There are many things I want to say to you, yet I don’t know how to put them into words or how to communicate them to you, in part because you’re still too young to understand, and also because we live so far away from each other that I never have the chance to talk to you in person.
It must sound strange that someone would ever describe their siblings as “estranged,” and it is. But I have my reasons, and I want you to hear them because this is really what I feel deep down in my heart. I know that the likelihood of us ever seeing each other will only decrease as time goes on due to geographical separation and diverse situations of our personal lives, so this is my opportunity to express my true feelings towards you.
I have never felt any connections between us, not ever since I first held you in my arms when you were little. I don’t want to come across as heartless, but this is true. I do not feel any sisterly bond with either of you, no matter how hard I try to deny it. I guess it is because we don’t share the same parents.

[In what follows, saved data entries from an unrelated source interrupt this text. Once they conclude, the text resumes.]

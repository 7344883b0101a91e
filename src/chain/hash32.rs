use std::fmt;

use serde::de::{self, Deserializer, Visitor};
use serde::ser::Serializer;
use serde::{Deserialize, Serialize};

/// 32-byte hash carried as hex on the wire.
///
/// Input accepts an optional `0x`/`0X` prefix and either case; output is
/// canonical lowercase with the `0x` prefix.
#[derive(Clone, Copy, Default, PartialEq, Eq, Hash)]
pub struct Hash32(pub [u8; 32]);

#[derive(Debug)]
pub struct BadHash;

impl fmt::Display for BadHash {
    fn fmt(&self, f: &mut fmt::Formatter<'_>) -> fmt::Result {
        write!(f, "bad 32-byte hash")
    }
}

impl std::error::Error for BadHash {}

impl Hash32 {
    pub fn from_hex(s: &str) -> Result<Self, BadHash> {
        let s = s.trim();
        let s = s
            .strip_prefix("0x")
            .or_else(|| s.strip_prefix("0X"))
            .unwrap_or(s);
        if s.len() != 64 {
            return Err(BadHash);
        }
        let mut out = [0u8; 32];
        hex::decode_to_slice(s, &mut out).map_err(|_| BadHash)?;
        Ok(Hash32(out))
    }

    pub fn to_hex(&self) -> String {
        format!("0x{}", hex::encode(self.0))
    }
}

impl fmt::Debug for Hash32 {
    fn fmt(&self, f: &mut fmt::Formatter<'_>) -> fmt::Result {
        f.write_str(&self.to_hex())
    }
}

impl fmt::Display for Hash32 {
    fn fmt(&self, f: &mut fmt::Formatter<'_>) -> fmt::Result {
        f.write_str(&self.to_hex())
    }
}

impl Serialize for Hash32 {
    fn serialize<S: Serializer>(&self, serializer: S) -> Result<S::Ok, S::Error> {
        serializer.serialize_str(&self.to_hex())
    }
}

impl<'de> Deserialize<'de> for Hash32 {
    fn deserialize<D: Deserializer<'de>>(deserializer: D) -> Result<Self, D::Error> {
        struct HexVisitor;

        impl Visitor<'_> for HexVisitor {
            type Value = Hash32;

            fn expecting(&self, f: &mut fmt::Formatter<'_>) -> fmt::Result {
                write!(f, "a 64-digit hex string with optional 0x prefix")
            }

            fn visit_str<E: de::Error>(self, v: &str) -> Result<Hash32, E> {
                Hash32::from_hex(v).map_err(|_| E::custom("bad 32-byte hash"))
            }
        }

        deserializer.deserialize_str(HexVisitor)
    }
}
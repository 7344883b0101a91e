//! Event ring and per-window margin fan-out.
//!
//! The dispatcher owns the shared event log plus the four bounded margin
//! channels feeding the window runners. A full margin channel blocks
//! `win_move`, which is the backpressure signal from a slow runner back to
//! the ingest lane.

mod ring;

use std::fmt;
use std::sync::Arc;

use tokio::sync::mpsc;

use crate::event::TxEvent;

pub use ring::EventRing;

pub const MAX_BLOCKS_PER_WINDOW: usize = 172_800;
pub const MAX_TX_PER_BLOCK: usize = 100;

/// Number of concurrent window horizons.
pub const WINDOW_COUNT: usize = 4;

/// Ring geometry. The defaults match the operating assumption that the
/// longest window never holds more than 172,800 blocks of 100 transactions;
/// tests shrink them.
#[derive(Debug, Clone, Copy, PartialEq, Eq)]
pub struct RingLimits {
    pub max_blocks_per_window: usize,
    pub max_tx_per_block: usize,
}

impl Default for RingLimits {
    fn default() -> Self {
        RingLimits {
            max_blocks_per_window: MAX_BLOCKS_PER_WINDOW,
            max_tx_per_block: MAX_TX_PER_BLOCK,
        }
    }
}

impl RingLimits {
    pub fn cap_events(&self) -> usize {
        self.max_blocks_per_window * self.max_tx_per_block
    }
}

/// One margin record, published once per block per window.
///
/// `tx_head` is the exclusive upper bound of newly appended events,
/// `tx_tail` the new exclusive lower bound of events still inside the
/// window horizon. Both are monotone non-decreasing per channel and
/// `tx_tail <= tx_head` always. `open_win` latches true once the longest
/// horizon has enough history for its tail to move.
#[derive(Debug, Clone, Copy, PartialEq, Eq)]
pub struct TxMargin {
    pub tx_head: i64,
    pub tx_tail: i64,
    pub open_win: bool,
}

#[derive(Debug)]
pub enum DispatchError {
    /// A window runner dropped its margin receiver (halted).
    RunnerGone(usize),
}

impl fmt::Display for DispatchError {
    fn fmt(&self, f: &mut fmt::Formatter<'_>) -> fmt::Result {
        match self {
            DispatchError::RunnerGone(i) => write!(f, "window runner {} is gone", i),
        }
    }
}

impl std::error::Error for DispatchError {}

pub struct Dispatcher {
    ring: Arc<EventRing>,
    limits: RingLimits,
    margin_tx: Vec<mpsc::Sender<TxMargin>>,
}

impl Dispatcher {
    /// Build the dispatcher plus the four margin receivers, in window order
    /// (shortest horizon first). Receivers are handed out exactly once.
    pub fn new(limits: RingLimits, margin_cap: usize) -> (Self, Vec<mpsc::Receiver<TxMargin>>) {
        let margin_cap = if margin_cap == 0 { 16 } else { margin_cap };
        let mut senders = Vec::with_capacity(WINDOW_COUNT);
        let mut receivers = Vec::with_capacity(WINDOW_COUNT);
        for _ in 0..WINDOW_COUNT {
            let (tx, rx) = mpsc::channel(margin_cap);
            senders.push(tx);
            receivers.push(rx);
        }
        let disp = Dispatcher {
            ring: Arc::new(EventRing::new(limits.cap_events())),
            limits,
            margin_tx: senders,
        };
        (disp, receivers)
    }

    pub fn limits(&self) -> RingLimits {
        self.limits
    }

    /// Shared handle to the event log; window runners read through it.
    pub fn ring(&self) -> Arc<EventRing> {
        self.ring.clone()
    }

    pub fn append(&self, ev: TxEvent, idx: i64) {
        self.ring.append(ev, idx);
    }

    pub fn get(&self, idx: i64) -> TxEvent {
        self.ring.get(idx)
    }

    /// Fan out one margin record per window. Blocks while a channel is
    /// full; fails only when a runner has halted.
    pub async fn win_move(
        &self,
        tails: &[i64; WINDOW_COUNT],
        head: i64,
        open_win: bool,
    ) -> Result<(), DispatchError> {
        for (i, tx) in self.margin_tx.iter().enumerate() {
            let mv = TxMargin {
                tx_head: head,
                tx_tail: tails[i],
                open_win,
            };
            tx.send(mv).await.map_err(|_| DispatchError::RunnerGone(i))?;
        }
        Ok(())
    }
}

#[cfg(test)]
mod tests {
    use super::*;

    #[tokio::test]
    async fn test_win_move_fans_out_per_window_tails() {
        let limits = RingLimits {
            max_blocks_per_window: 8,
            max_tx_per_block: 2,
        };
        let (disp, mut rxs) = Dispatcher::new(limits, 4);

        disp.win_move(&[5, 3, 1, 0], 9, true).await.unwrap();

        for (i, want_tail) in [5i64, 3, 1, 0].iter().enumerate() {
            let mv = rxs[i].recv().await.unwrap();
            assert_eq!(mv.tx_head, 9);
            assert_eq!(mv.tx_tail, *want_tail);
            assert!(mv.open_win);
        }
    }

    #[tokio::test]
    async fn test_win_move_fails_when_runner_gone() {
        let limits = RingLimits {
            max_blocks_per_window: 8,
            max_tx_per_block: 2,
        };
        let (disp, mut rxs) = Dispatcher::new(limits, 4);
        rxs.remove(2); // runner 2 halts

        let err = disp.win_move(&[0, 0, 0, 0], 1, false).await.unwrap_err();
        assert!(matches!(err, DispatchError::RunnerGone(2)));
        // Channels 0 and 1 were served before the failure.
        assert!(rxs[0].try_recv().is_ok());
    }
}
//! Contracts for the upstream partitioned block log and the outbound topic.
//!
//! The real broker lives outside this crate; the pipeline only relies on
//! the properties below: per-partition order, offset-by-timestamp lookup,
//! offset reset within a session, opaque payloads. `MemStream` (tests,
//! demos) and `JsonlBlockStream` (file replay) implement the same contract.

mod jsonl;
mod mem;

use std::fmt;

use async_trait::async_trait;

pub use jsonl::JsonlBlockStream;
pub use mem::{MemProducer, MemStream, MemTopic};

/// One message as delivered by the broker.
#[derive(Debug, Clone)]
pub struct StreamMessage {
    pub partition: i32,
    pub offset: i64,
    pub timestamp_ms: i64,
    pub payload: Vec<u8>,
}

#[derive(Debug)]
pub enum StreamError {
    Closed,
    Io(std::io::Error),
    Broker(String),
}

impl fmt::Display for StreamError {
    fn fmt(&self, f: &mut fmt::Formatter<'_>) -> fmt::Result {
        match self {
            StreamError::Closed => write!(f, "stream closed"),
            StreamError::Io(e) => write!(f, "stream io error: {}", e),
            StreamError::Broker(e) => write!(f, "broker error: {}", e),
        }
    }
}

impl std::error::Error for StreamError {}

impl From<std::io::Error> for StreamError {
    fn from(err: std::io::Error) -> Self {
        StreamError::Io(err)
    }
}

/// Consumer-side view of the partitioned block log.
///
/// `next` yields messages in offset order per partition and returns `None`
/// once the stream is closed and drained (the pipeline's shutdown signal).
/// `commit` must only be called after the message is durably spooled.
#[async_trait]
pub trait BlockStream: Send {
    /// Partitions assigned to this session.
    fn assignment(&self) -> Vec<i32>;

    /// Offset of the first message with timestamp >= `ts_ms`, or `None`
    /// when retention no longer reaches back that far.
    async fn offset_for_timestamp(
        &mut self,
        partition: i32,
        ts_ms: i64,
    ) -> Result<Option<i64>, StreamError>;

    async fn earliest_offset(&mut self, partition: i32) -> Result<i64, StreamError>;

    /// Reset the session's read position for one partition.
    async fn seek(&mut self, partition: i32, offset: i64) -> Result<(), StreamError>;

    async fn next(&mut self) -> Result<Option<StreamMessage>, StreamError>;

    async fn commit(&mut self, partition: i32, offset: i64) -> Result<(), StreamError>;
}

/// Producer-side view of the outbound topic.
#[async_trait]
pub trait Producer: Send + Sync {
    async fn publish(&self, payload: &[u8]) -> Result<(), StreamError>;
}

You are my father’s daughters, sure, but I feel like that is not enough. Please know that just because I don’t have any sentimental and familial attachment to you doesn’t mean that I hate you. On the contrary, I really want to make the time to be with you two and get to know you better. I don’t want to make excuses for my lack of feelings towards you, and I certainly don’t want to be known as the horrible brother who neglects his sisters, but this is just the way things go for us. I truly believe that you two deserve a much better brother than me, who cares about you and who truly and wholeheartedly loves you. I am so very deeply sorry that I can’t be the brother you two and dad need me to be.
I truly am sorry.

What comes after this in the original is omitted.